▸ YOUR ASSIGNMENT
Every single entry should be printed exactly.

▸ INFORMATION GIVEN
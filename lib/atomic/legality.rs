use crate::chess::{Bitboard, Board, Color, Move, Piece, Rank, Role, Square};
use crate::util::Integer;

/// Whether the piece on the source square of a [`Move`] belongs to the side to move.
///
/// An empty source square belongs to no one.
#[inline(always)]
pub fn owns(board: &Board, whence: Square, turn: Color) -> bool {
    board.by_color(turn).contains(whence)
}

/// Whether a [`Piece`] may perform a [`Move`] on a [`Board`].
///
/// This only accounts for the geometry of the move and the occupancy of the board, so it is up
/// to the caller to ensure the piece belongs to the side to move.
pub fn is_legal(board: &Board, piece: Piece, m: Move) -> bool {
    let Piece(side, role) = piece;

    if board.by_color(side).contains(m.whither()) {
        return false;
    }

    let (df, dr) = (m.files(), m.ranks());
    let straight = (df == 0) != (dr == 0);
    let diagonal = df != 0 && df.abs() == dr.abs();
    let clear = || (Bitboard::segment(m.whence(), m.whither()) & board.occupied()).is_empty();

    match role {
        Role::Rook => straight && clear(),
        Role::Bishop => diagonal && clear(),
        Role::Queen => (straight || diagonal) && clear(),
        Role::Knight => matches!((df.abs(), dr.abs()), (1, 2) | (2, 1)),

        // A capturing king would be caught in its own explosion.
        Role::King => {
            let step = df.abs() <= 1 && dr.abs() <= 1 && (df, dr) != (0, 0);
            step && !board.occupied().contains(m.whither())
        }

        Role::Pawn => {
            let (forward, home) = match side {
                Color::White => (1, Rank::Second),
                Color::Black => (-1, Rank::Seventh),
            };

            match (df.abs(), dr * forward) {
                (0, 1) => board[m.whither()].is_none(),
                (0, 2) => m.whence().rank() == home && clear() && board[m.whither()].is_none(),
                (1, 1) => board.by_color(!side).contains(m.whither()),
                _ => false,
            }
        }
    }
}

/// The squares the piece on `whence` may move to.
///
/// Empty if there is no piece on `whence`.
pub fn destinations(board: &Board, whence: Square) -> Bitboard {
    match board[whence] {
        None => Bitboard::empty(),
        Some(p) => Square::iter()
            .filter(|&whither| is_legal(board, p, Move(whence, whither)))
            .collect(),
    }
}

▸ EXPECTED ANSWER
filename lib/atomic/legality.rs
use crate::chess::{Bitboard, Board, Color, Move, Piece, Rank, Role, Square};
use crate::util::Integer;

/// Whether the piece on the source square of a [`Move`] belongs to the side to move.
///
/// An empty source square belongs to no one.
#[inline(always)]
pub fn owns(board: &Board, whence: Square, turn: Color) -> bool {
    board.by_color(turn).contains(whence)
}

/// Whether a [`Piece`] may perform a [`Move`] on a [`Board`].
///
/// This only accounts for the geometry of the move and the occupancy of the board, so it is up
/// to the caller to ensure the piece belongs to the side to move.
pub fn is_legal(board: &Board, piece: Piece, m: Move) -> bool {
    let Piece(side, role) = piece;

    if board.by_color(side).contains(m.whither()) {
        return false;
    }

    let (df, dr) = (m.files(), m.ranks());
    let straight = (df == 0) != (dr == 0);
    let diagonal = df != 0 && df.abs() == dr.abs();
    let clear = || (Bitboard::segment(m.whence(), m.whither()) & board.occupied()).is_empty();

    match role {
        Role::Rook => straight && clear(),
        Role::Bishop => diagonal && clear(),
        Role::Queen => (straight || diagonal) && clear(),
        Role::Knight => matches!((df.abs(), dr.abs()), (1, 2) | (2, 1)),

        // A capturing king would be caught in its own explosion.
        Role::King => {
            let step = df.abs() <= 1 && dr.abs() <= 1 && (df, dr) != (0, 0);
            step && !board.occupied().contains(m.whither())
        }

        Role::Pawn => {
            let (forward, home) = match side {
                Color::White => (1, Rank::Second),
                Color::Black => (-1, Rank::Seventh),
            };

            match (df.abs(), dr * forward) {
                (0, 1) => board[m.whither()].is_none(),
                (0, 2) => m.whence().rank() == home && clear() && board[m.whither()].is_none(),
                (1, 1) => board.by_color(!side).contains(m.whither()),
                _ => false,
            }
        }
    }
}

/// The squares the piece on `whence` may move to.
///
/// Empty if there is no piece on `whence`.
pub fn destinations(board: &Board, whence: Square) -> Bitboard {
    match board[whence] {
        None => Bitboard::empty(),
        Some(p) => Square::iter()
            .filter(|&whither| is_legal(board, p, Move(whence, whither)))
            .collect(),
    }
}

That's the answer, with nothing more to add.